It was more of an opportunity initially. Bezos saw a chance to purchase extremely discounted systems. He had the foresight to move redundancy from a single host to clusters and then eventually data center level redundancy. This decision reshaped how services were implemented and scaled. Specialized devices returned because they offer a better value or in some cases enabled products that were never possible before. At the end of the day a lot of decisions are based around cost. Can you do it with a toaster or an oven cheaper? Can we cut all of our food into pieces and cook it in a Beowulf cluster of toasters? I think you get the idea.


> hyper-specialized hardware for individual services > AWS has Graviton

This is commodity hardware.

It pretty much works off ARM spec. Besides AWS owning it and offering it cheaper it's not in any way faster / better than Intel / AMD / something else.

We've had custom motherboards, server cases, etc long ago even before clouds.

If Apple silicon happens in the cloud then maybe...


The trend was to begin to use distributed software in computing clusters that allowed lower cost with commodity machines with lower individual reliability.

Now the focus is on cost-efficient machines in clusters, which is why we have the specialization.


Great article.

"EBS is capable of delivering more IOPS to a single instance today than it could deliver to an entire Availability Zone (AZ) in the early years on top of HDDs."

Dang!


What's the best way to provide a new EC2 instance with a fast ~256GB dataset directory?

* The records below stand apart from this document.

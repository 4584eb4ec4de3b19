use thiserror::Error;

use crate::queue::Status;

#[derive(Debug, Error)]
pub enum QueueError {
    #[error("Illegal status transition: {from} → {to}")]
    IllegalTransition { from: Status, to: Status },

    #[error("IO error: {0}")]
    Io(#[from] std::io::Error),

    #[error("JSON error: {0}")]
    Json(#[from] serde_json::Error),

    #[error("TOML parse error: {0}")]
    Toml(#[from] toml::de::Error),
}
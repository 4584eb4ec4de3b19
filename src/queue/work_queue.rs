//! Queue operations: admission control, priority scheduling, status
//! tracking, retry with backoff, and maintenance.

use std::sync::{Mutex, MutexGuard, PoisonError};

use chrono::{Duration, Utc};
use tracing::{info, warn};

use super::item::{Priority, QueueStats, RetryConfig, Status, WorkItem};
use crate::config::QueueConfig;
use crate::error::QueueError;
use crate::store::QueueStore;

/// Persistent priority work queue.
///
/// Every operation is a full load-mutate-save cycle against the backing
/// store. An internal mutex serializes those cycles, so a `WorkQueue`
/// shared behind an `Arc` is safe for concurrent producers and consumers
/// within one process: two dequeues cannot claim the same item and an
/// enqueue cannot overwrite a racing append. Multi-process coordination
/// is out of scope.
pub struct WorkQueue {
    store: Mutex<QueueStore>,
    retry: RetryConfig,
}

impl WorkQueue {
    pub fn new(config: &QueueConfig) -> Self {
        Self::with_store(
            QueueStore::new(&config.data_dir),
            RetryConfig {
                max_retries: config.max_retries,
                retry_base_ms: config.retry_base_ms,
            },
        )
    }

    pub fn with_store(store: QueueStore, retry: RetryConfig) -> Self {
        Self {
            store: Mutex::new(store),
            retry,
        }
    }

    // A poisoned lock only means another thread panicked mid-operation;
    // the store holds no in-memory state that could have been left torn.
    fn store(&self) -> MutexGuard<'_, QueueStore> {
        self.store.lock().unwrap_or_else(PoisonError::into_inner)
    }

    /// Admits a new work item unless an active duplicate exists.
    ///
    /// Returns `None` when an item with the same `(subject_id, repository)`
    /// is already `pending` or `processing`: repeated submissions of the
    /// same logical work are safe no-ops while one is outstanding. Once
    /// that item reaches a terminal status the pair may be enqueued again.
    pub fn enqueue(
        &self,
        subject_id: u64,
        repository: &str,
        priority: Priority,
    ) -> Result<Option<WorkItem>, QueueError> {
        let store = self.store();
        let mut items = store.load_all()?;

        if let Some(duplicate) = items
            .iter()
            .find(|i| i.subject_id == subject_id && i.repository == repository && i.is_active())
        {
            warn!(
                subject_id,
                repository,
                status = %duplicate.status,
                "duplicate enqueue rejected"
            );
            return Ok(None);
        }

        let item = WorkItem::new(subject_id, repository, priority, self.retry.max_retries);
        items.push(item.clone());
        store.save_all(&items)?;

        info!(subject_id, repository, priority = %item.priority, id = %item.id, "enqueued");
        Ok(Some(item))
    }

    /// Claims the next eligible item, or `None` if there is none.
    ///
    /// Tiers are scanned in `high, medium, low` order; within a tier the
    /// earliest insertion wins. Priority strictly dominates age: an
    /// eligible `low` item is never chosen while any `high` item is
    /// eligible, however long the `low` item has waited. A claimed item
    /// moves to `processing` with its retry schedule cleared.
    pub fn dequeue(&self) -> Result<Option<WorkItem>, QueueError> {
        let store = self.store();
        let mut items = store.load_all()?;
        let now = Utc::now();

        let found = Priority::TIERS
            .iter()
            .find_map(|&tier| items.iter().position(|i| i.priority == tier && i.is_eligible(now)));
        let Some(pos) = found else {
            return Ok(None);
        };

        let item = &mut items[pos];
        item.status = Status::Processing;
        item.next_retry_at = None;
        item.started_at = Some(now);
        let claimed = item.clone();
        store.save_all(&items)?;

        info!(subject_id = claimed.subject_id, id = %claimed.id, "dequeued");
        Ok(Some(claimed))
    }

    /// Records a status transition for `id`.
    ///
    /// An unknown id is a logged no-op, not an error. Transitions outside
    /// the fixed table (`pending → processing`, `processing → completed`,
    /// `processing → failed`) are rejected with
    /// [`QueueError::IllegalTransition`]; [`Self::mark_for_retry`] is the
    /// only route back to `pending`. `completed_at` is stamped the first
    /// time a terminal status is reached, and `error`, when supplied,
    /// overwrites the previous message.
    pub fn update_status(
        &self,
        id: &str,
        status: Status,
        error: Option<&str>,
    ) -> Result<(), QueueError> {
        let store = self.store();
        let mut items = store.load_all()?;
        let Some(item) = items.iter_mut().find(|i| i.id == id) else {
            warn!(id, "queue item not found");
            return Ok(());
        };

        if !item.status.can_transition_to(status) {
            return Err(QueueError::IllegalTransition {
                from: item.status,
                to: status,
            });
        }

        item.status = status;
        if status.is_terminal() && item.completed_at.is_none() {
            item.completed_at = Some(Utc::now());
        }
        if let Some(error) = error {
            item.error = Some(error.to_string());
        }
        store.save_all(&items)?;

        info!(id, status = %status, "status updated");
        Ok(())
    }

    /// Schedules a failed attempt for retry with exponential backoff.
    ///
    /// Returns `true` when a retry was scheduled and `false` when the item
    /// is unknown or its retry budget is exhausted. Exhaustion forces the
    /// item into terminal `failed` with the last error preserved; the item
    /// is never selected by [`Self::dequeue`] again. The delay for retry
    /// `n` is `retry_base_ms * 2^(n - 1)`, capped at one hour.
    pub fn mark_for_retry(&self, id: &str, error: &str) -> Result<bool, QueueError> {
        let store = self.store();
        let mut items = store.load_all()?;
        let Some(item) = items.iter_mut().find(|i| i.id == id) else {
            warn!(id, "queue item not found for retry");
            return Ok(false);
        };

        let attempt = item.retry_count + 1;
        let max_retries = item.max_retries;

        if attempt > max_retries {
            item.status = Status::Failed;
            if item.completed_at.is_none() {
                item.completed_at = Some(Utc::now());
            }
            item.error = Some(error.to_string());
            store.save_all(&items)?;

            info!(id, retry_count = attempt, max_retries, "retries exhausted, marking failed");
            return Ok(false);
        }

        let delay_ms = self.retry.delay_ms(attempt);
        item.status = Status::Pending;
        item.retry_count = attempt;
        item.error = Some(error.to_string());
        item.next_retry_at = Some(Utc::now() + Duration::milliseconds(delay_ms as i64));
        item.started_at = None;
        store.save_all(&items)?;

        info!(id, retry_count = attempt, max_retries, delay_ms, "retry scheduled");
        Ok(true)
    }

    /// Purges every `completed` or `failed` item, returning how many were
    /// removed.
    pub fn remove_completed(&self) -> Result<usize, QueueError> {
        let store = self.store();
        let mut items = store.load_all()?;
        let before = items.len();
        items.retain(|i| !i.status.is_terminal());
        let removed = before - items.len();
        store.save_all(&items)?;

        if removed > 0 {
            info!(removed, "removed completed/failed items");
        }
        Ok(removed)
    }

    /// Removes a single item regardless of status. Returns `false` if the
    /// id is unknown.
    pub fn remove_item(&self, id: &str) -> Result<bool, QueueError> {
        let store = self.store();
        let mut items = store.load_all()?;
        let Some(pos) = items.iter().position(|i| i.id == id) else {
            return Ok(false);
        };
        items.remove(pos);
        store.save_all(&items)?;

        info!(id, "queue item removed");
        Ok(true)
    }

    pub fn find_by_id(&self, id: &str) -> Result<Option<WorkItem>, QueueError> {
        let items = self.store().load_all()?;
        Ok(items.into_iter().find(|i| i.id == id))
    }

    /// Full collection, in insertion order.
    pub fn items(&self) -> Result<Vec<WorkItem>, QueueError> {
        self.store().load_all()
    }

    /// Items currently `pending`.
    pub fn pending(&self) -> Result<Vec<WorkItem>, QueueError> {
        let mut items = self.store().load_all()?;
        items.retain(|i| i.status == Status::Pending);
        Ok(items)
    }

    /// Aggregate counts per status.
    pub fn stats(&self) -> Result<QueueStats, QueueError> {
        let items = self.store().load_all()?;
        let mut stats = QueueStats {
            total: items.len(),
            ..QueueStats::default()
        };
        for item in &items {
            match item.status {
                Status::Pending => stats.pending += 1,
                Status::Processing => stats.processing += 1,
                Status::Completed => stats.completed += 1,
                Status::Failed => stats.failed += 1,
            }
        }
        Ok(stats)
    }

    /// Returns `processing` items older than `max_age` to `pending`.
    ///
    /// A consumer that crashes mid-work leaves its item `processing`
    /// forever; this sweep is the recovery path. The requeue does not
    /// count against the retry budget. Nothing runs it automatically: the
    /// embedding application decides the cadence, if any.
    pub fn requeue_stale(&self, max_age: Duration) -> Result<usize, QueueError> {
        let store = self.store();
        let mut items = store.load_all()?;
        let cutoff = Utc::now() - max_age;

        let mut requeued = 0;
        for item in &mut items {
            if item.status == Status::Processing && item.started_at.is_some_and(|at| at < cutoff) {
                item.status = Status::Pending;
                item.started_at = None;
                requeued += 1;
                warn!(id = %item.id, subject_id = item.subject_id, "stale processing item requeued");
            }
        }
        if requeued > 0 {
            store.save_all(&items)?;
        }
        Ok(requeued)
    }
}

We're currently using EBS volumes but it's a pain to do updates to the data because we have to create a separate copy of the volume for each instance. EFS was too slow. Instance storage SSDs are ephemeral. Haven't tried FSx Lustre yet.


EFS supports 30 GiB/s throughput now. https://aws.amazon.com/about-aws/whats-new/2024/08/amazon-ef...

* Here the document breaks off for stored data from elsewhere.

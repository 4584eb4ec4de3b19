//! Persistent, priority-ordered work-item queue.
//!
//! The queue admits work items keyed by `(subject_id, repository)`, hands
//! them out in strict priority order (`high` before `medium` before `low`),
//! and schedules failed attempts for retry with exponential backoff capped
//! at one hour. The whole collection lives in a single JSON file that is
//! rewritten on every mutation; a mutex inside [`WorkQueue`] serializes
//! those read-modify-write cycles so concurrent producers and consumers
//! sharing one queue cannot lose updates.
//!
//! Producers and the consumer loop are external: a producer calls
//! [`WorkQueue::enqueue`], a consumer polls [`WorkQueue::dequeue`], performs
//! the work, and reports back through [`WorkQueue::update_status`] or
//! [`WorkQueue::mark_for_retry`].

pub mod config;
pub mod error;
pub mod queue;
pub mod store;

pub use config::QueueConfig;
pub use error::QueueError;
pub use queue::{Priority, QueueStats, RetryConfig, Status, WorkItem, WorkQueue};
pub use store::QueueStore;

Otherwise instance drive and sync over S3.


Instance storage can be incredibly fast for certain workloads but it's a shame AWS doesn't offer instance storage on Windows EC2 instances.

Instance storage seems to only be available for (large) Linux EC2 instances.


Instance storage can be a good option depending on your workload, but definitely has limitations. There's huge value in separating the lifecycle of storage from compute, and EBS provides higher durability than instance storage as well.

There are no operating system limitations that I'm aware of, however. I was just able to launch a Windows m6idn.2xlarge to verify.


Thanks for checking. I realize now that I wasn’t clear in my original comment.

My use case was to bring up a Windows instance using instance storage as the root device instead using of EBS which is the default root device.

I wanted to run some benchmarks directly on drive C:\ — backed by an NVMe SSD-based instance store — because of an app that will only install to drive C:\, but it seems there’s no way to do this.

The EC2 docs definitely gave me the impression that instance storage is not supported on Windows as a root volume.

Here’s one such note from the docs: https://docs.aws.amazon.com/AWSEC2/latest/UserGuide/RootDevi...

”Windows instances do not support instance-store backed root volumes.”

Really nice that you are engaging with the comments here on HN as the article’s author.

(For others who may not be aware, msolson = Marc Olson)


Ah yes. Instance store root volumes are what we originally launched EC2 with--EBS came along 2 years later, but as data volumes only at first, with boot from EBS I think a year after that. There's a lot less fragility, and really it's just easier for our customers to create an EBS snapshot based AMI.

Before we launched the c4 instance family the vast majority of instance launches were from EBS backed AMIs, so we decided to remove a pile of complexity, and beginning with the c4 instance family, we stopped supporting instance storage root volumes on new instance families.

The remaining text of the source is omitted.